▶ [Task goal]
Starting at the line with "bytes left in" and going on through the line with "if declared >", reproduce each line in the records below exactly and nothing more.

▶ [Provided information]
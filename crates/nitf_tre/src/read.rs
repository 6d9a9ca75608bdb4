//! Schema-driven TRE parsing
//!

use nitf_field::{Error as FieldError, FieldReader};
use std::io::Read;
use tracing::{debug, instrument, warn};

#[cfg(feature = "serde")]
use serde::Serialize;

use crate::{
    collection::TreCollection,
    error::{Error, Result},
    schema::{Directive, LoopCount, SchemaRegistry, TreSchema},
    types::{Tre, TreEntry, TreGroup},
};

/// Width of the tag that opens every TRE record
pub const TAG_WIDTH: usize = 6;

/// Width of the length that follows the tag
pub const LENGTH_WIDTH: usize = 5;

/// A non-fatal problem met while parsing TREs
#[derive(Debug, Clone, PartialEq, Eq)]
#[cfg_attr(feature = "serde", derive(Serialize))]
pub enum TreDiagnostic {
    /// The registry has no layout for `tag`; its `length` bytes were skipped
    UnknownTag { tag: String, offset: u64, length: u64 },
    /// A schema field of `tag` had no name; its `length` bytes were skipped
    UnnamedField { tag: String, offset: u64, length: usize },
}

/// Reads TRE records from a shared [`FieldReader`] using a [`SchemaRegistry`]
///
/// ```
/// use nitf_field::FieldReader;
/// use nitf_tre::{SchemaRegistry, TreReader};
///
/// # fn doit() -> nitf_tre::error::Result<()> {
/// let registry = SchemaRegistry::from_json(r#"{ "tres": { "TEST_A": { "layout": [
///     { "field": { "name": "GREETING", "length": 5 } }
/// ] } } }"#)?;
///
/// let mut input = FieldReader::new(&b"TEST_A00005HELLO"[..]);
/// let mut tres = TreReader::new(&registry);
/// let collection = tres.read_block(&mut input, 16)?;
///
/// assert_eq!(collection[0].group.value("GREETING"), Some("HELLO"));
/// # Ok(())
/// # }
/// # doit().unwrap();
/// ```
pub struct TreReader<'a> {
    registry: &'a SchemaRegistry,
    diagnostics: Vec<TreDiagnostic>,
    // absolute offset of the record body being walked
    base: u64,
}

impl<'a> TreReader<'a> {
    pub fn new(registry: &'a SchemaRegistry) -> Self {
        TreReader {
            registry,
            diagnostics: Vec::new(),
            base: 0,
        }
    }

    /// Problems recorded so far
    pub fn diagnostics(&self) -> &[TreDiagnostic] {
        &self.diagnostics
    }

    /// Consume the reader, returning the problems it recorded
    pub fn into_diagnostics(self) -> Vec<TreDiagnostic> {
        self.diagnostics
    }

    /// Read a run of TRE records that fills exactly `length` bytes
    #[instrument(skip(self, reader), fields(offset = reader.offset()))]
    pub fn read_block<R: Read>(
        &mut self,
        reader: &mut FieldReader<R>,
        length: u64,
    ) -> Result<TreCollection> {
        let start = reader.offset();
        let header = (TAG_WIDTH + LENGTH_WIDTH) as u64;
        let mut collection = TreCollection::new();

        loop {
            let consumed = reader.offset() - start;
            if consumed == length {
                break;
            }

            let remaining = length - consumed;
            if remaining < header {
                return Err(FieldError::structural(
                    reader.offset(),
                    format!("{remaining} bytes left in tre block, too few for a record header"),
                )
                .into());
            }

            let tag = reader.read_trimmed_text(TAG_WIDTH)?;
            let declared = reader.read_fixed_long(LENGTH_WIDTH)?;
            if declared > remaining - header {
                return Err(FieldError::structural(
                    reader.offset(),
                    format!(
                        "tre {tag} declares {declared} bytes but only {} remain in its block",
                        remaining - header
                    ),
                )
                .into());
            }

            if let Some(tre) = self.parse(&tag, declared, reader)? {
                collection.add(tre);
            }
        }

        Ok(collection)
    }

    /// Parse the body of one record whose tag and length have already been read
    ///
    /// Returns `None` when the registry does not know `tag`; the body is skipped and a
    /// [`TreDiagnostic::UnknownTag`] is recorded.
    pub fn parse<R: Read>(
        &mut self,
        tag: &str,
        declared: u64,
        reader: &mut FieldReader<R>,
    ) -> Result<Option<Tre>> {
        let start = reader.offset();

        let registry = self.registry;
        let Some(schema) = registry.get(tag) else {
            warn!(tag, offset = start, length = declared, "skipping unknown tre");
            let skipped = reader.skip(declared)?;
            if skipped != declared {
                return Err(FieldError::ShortRead {
                    offset: start,
                    needed: declared,
                    found: skipped,
                }
                .into());
            }
            self.diagnostics.push(TreDiagnostic::UnknownTag {
                tag: tag.to_string(),
                offset: start,
                length: declared,
            });
            return Ok(None);
        };

        let body = reader.read_bytes(declared as usize)?;
        self.base = start;
        let group = self
            .parse_body(schema, &body)
            .map_err(|e| rebase(e, start))?;

        debug!(tag, offset = start, length = declared, "parsed tre");
        Ok(Some(Tre::new(tag, schema.prefix.clone(), group)))
    }

    fn parse_body(&mut self, schema: &TreSchema, body: &[u8]) -> Result<TreGroup> {
        let mut reader = FieldReader::new(body);
        let group = self.walk(&schema.tag, &schema.layout, &mut reader)?;

        let consumed = reader.offset();
        if consumed != body.len() as u64 {
            return Err(FieldError::structural(
                consumed,
                format!(
                    "tre {} declares {} bytes but its layout consumed {consumed}",
                    schema.tag,
                    body.len()
                ),
            )
            .into());
        }

        Ok(group)
    }

    fn walk(
        &mut self,
        tag: &str,
        layout: &[Directive],
        reader: &mut FieldReader<&[u8]>,
    ) -> Result<TreGroup> {
        let mut group = TreGroup::new();

        for directive in layout {
            match directive {
                Directive::Field(field) => match &field.name {
                    Some(name) => {
                        let value = reader.read_fixed_text(field.length)?;
                        group.push(TreEntry::leaf(name, value));
                    }
                    None => {
                        let offset = reader.offset();
                        warn!(tag, offset, length = field.length, "skipping unnamed field");
                        let skipped = reader.skip(field.length as u64)?;
                        if skipped != field.length as u64 {
                            return Err(FieldError::ShortRead {
                                offset,
                                needed: field.length as u64,
                                found: skipped,
                            }
                            .into());
                        }
                        self.diagnostics.push(TreDiagnostic::UnnamedField {
                            tag: tag.to_string(),
                            offset: self.base + offset,
                            length: field.length,
                        });
                    }
                },
                Directive::Loop(looped) => {
                    let count = match &looped.count {
                        LoopCount::Literal(count) => *count,
                        LoopCount::CounterRef(counter) => {
                            resolve_counter(tag, &group, counter, reader.offset())?
                        }
                    };

                    let mut groups = Vec::new();
                    for _ in 0..count {
                        groups.push(self.walk(tag, &looped.body, reader)?);
                    }
                    group.push(TreEntry::repeated(&looped.name, groups));
                }
                Directive::Conditional { condition } => {
                    return Err(FieldError::unsupported(
                        reader.offset(),
                        format!("tre {tag} uses conditional layout {condition:?}"),
                    )
                    .into());
                }
            }
        }

        Ok(group)
    }
}

/// Counters only resolve against fields already read into the same group
fn resolve_counter(tag: &str, group: &TreGroup, counter: &str, offset: u64) -> Result<usize> {
    let Some(text) = group.value(counter) else {
        return Err(FieldError::structural(
            offset,
            format!("tre {tag} loop counter {counter} has not been read"),
        )
        .into());
    };

    group
        .int_value(counter)
        .and_then(|count| usize::try_from(count).ok())
        .ok_or_else(|| {
            FieldError::bad_format(
                offset,
                format!("tre {tag} loop counter {counter} is not an integer: {text:?}"),
            )
            .into()
        })
}

fn rebase(error: Error, base: u64) -> Error {
    match error {
        Error::FieldError(e) => e.rebase(base).into(),
        other => other,
    }
}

▶ [Solution to this problem]
                    format!("{remaining} bytes left in tre block, too few for a record header"),
                )
                .into());
            }

            let tag = reader.read_trimmed_text(TAG_WIDTH)?;
            let declared = reader.read_fixed_long(LENGTH_WIDTH)?;
            if declared > remaining - header {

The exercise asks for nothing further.